Um encontro com o Nagual Juan Cortez - abrindo as asas da percepção
Por muito tempo não via aquele velho amigo,
vez ou outra pensava que eu tinha passado de uma etapa ou mesmo que tinha
decaído em minhas buscas, mas eram elucubrações mentais, que quando afloravam
não eram objeto de minha inteira atenção.
Durante algumas noites eu vinha tendo sonhos
muito profundos, nos quais eu não conseguia adentrar com consciência, mas
atingia a consciência no decurso dos mesmos. Não é igual, já consegui das duas
formas e tem um mar de diferença. Tudo isso se mostrou claramente para mim
depois deste sonhar que aqui vou dividir, por ser puro conhecimento do outro
lado, conhecimento do Espírito para atingir a nossa buscada liberdade.
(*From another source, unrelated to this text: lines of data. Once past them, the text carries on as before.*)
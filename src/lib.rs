//! Activity Pump - full-duplex WebSocket sessions for live reward updates.
//!
//! This library upgrades client connections to WebSocket sessions and
//! pumps frames between each connection and an application handler,
//! so that user actions and awarded lootboxes reach clients as they
//! happen.
//!
//! # Architecture
//!
//! Every session runs three concurrent participants:
//!
//! - **Inbound pump**: reads frames, forwards data to the handler, asks
//!   for pongs
//! - **Outbound pump**: sole writer; writes handler payloads and pongs
//! - **Handler**: application logic, talking to the pumps over channels
//!
//! Key design principles:
//!
//! - Capacity-1 channels in both directions (backpressure, never drops)
//! - First shutdown signal wins; status only moves forward
//! - The transport is released exactly once, after both pumps exit
//!
//! # Quick Start
//!
//! ```no_run
//! use activity_pump::{Result, Server, UpgraderConfig, handler_fn};
//!
//! #[tokio::main]
//! async fn main() -> Result<()> {
//!     let server = Server::builder()
//!         .config(UpgraderConfig::new())
//!         .bind("0.0.0.0:8080")
//!         .await?;
//!
//!     server.register_endpoint(
//!         "/echo",
//!         handler_fn(|_identity, _query, mut inbound, outbound, _shutdown, mut notify| async move {
//!             loop {
//!                 tokio::select! {
//!                     _ = notify.recv() => break,
//!                     Some(payload) = inbound.recv() => {
//!                         if outbound.send(payload).await.is_err() {
//!                             break;
//!                         }
//!                     }
//!                 }
//!             }
//!         }),
//!     );
//!
//!     tokio::signal::ctrl_c().await?;
//!     server.shutdown();
//!     Ok(())
//! }
//! ```
//!
//! # Modules
//!
//! | Module | Description |
//! |--------|-------------|
//! | [`config`] | Upgrader configuration |
//! | [`error`] | Error types and [`Result`] alias |
//! | [`feed`] | Record feeds and the feed handler |
//! | [`handler`] | Per-session handler trait |
//! | [`identifiers`] | Session identifiers |
//! | [`protocol`] | Frames, signals and query parameters |
//! | [`transport`] | Server, sessions and pumps |

// ============================================================================
// Modules
// ============================================================================

/// Upgrader configuration.
pub mod config;

/// Error types and result aliases.
///
/// All fallible operations return [`Result<T>`] which uses [`Error`].
pub mod error;

/// Record feeds pushed to clients.
pub mod feed;

/// Per-session application handlers.
pub mod handler;

/// Type-safe identifiers.
pub mod identifiers;

/// Frames, shutdown signals and query parameters.
pub mod protocol;

/// WebSocket server, sessions and pumps.
pub mod transport;

// ============================================================================
// Re-exports
// ============================================================================

// Configuration
pub use config::{OriginPolicy, UpgraderConfig};

// Error types
pub use error::{Error, Result};

// Feeds
pub use feed::{ActionKind, Feed, FeedHandler, Lootbox, LootboxSource, UserAction};

// Handlers
pub use handler::{Handler, handler_fn};

// Identifier types
pub use identifiers::SessionId;

// Protocol types
pub use protocol::{
    CloseReason, DataKind, Payload, QueryParams, ShutdownNotify, ShutdownOrigin,
    ShutdownRequester, ShutdownSignal,
};

// Transport types
pub use transport::{
    PAYLOAD_CHANNEL_CAPACITY, Server, ServerBuilder, Session, SessionHandle, SessionStatus,
};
Sonhei com Juan Cortez, ele estava no sopé de
uma árvore, não estava escorado nela, ele estava como se me observasse, ali sob
a sombra daquela frondosa planta. Ele estava de calças pretas sociais com a
barra dobrada para fora, a camisa era de linho ou algo parecido de cor marrom
ou ocre, colocada para fora das calças, em tom meio despojado, estava sem
chapéu pelo que me lembro, seus cabelos eram negros e brancos, misturados,
longos e balançavam levados pelo vento. Tinha um rosto afinado, mas muito forte,
traços indígenas e uma pele cor vermelha, mas era lisa, estranhamente tinha um
misto de juventude e sabedoria. Eu ainda não sabia estar em um sonho, naquela
etapa de sonhar que tudo parece tal e qual a realidade, mas de forma fragmentada,
sem consciência temporal de onde viemos ou para onde estamos indo, simplesmente
estamos ali.
O velho me olhava, ele sorria e chegava perto
de mim quando me falou:
- É
assim que quer atingir a liberdade? Acorde, você está sonhando.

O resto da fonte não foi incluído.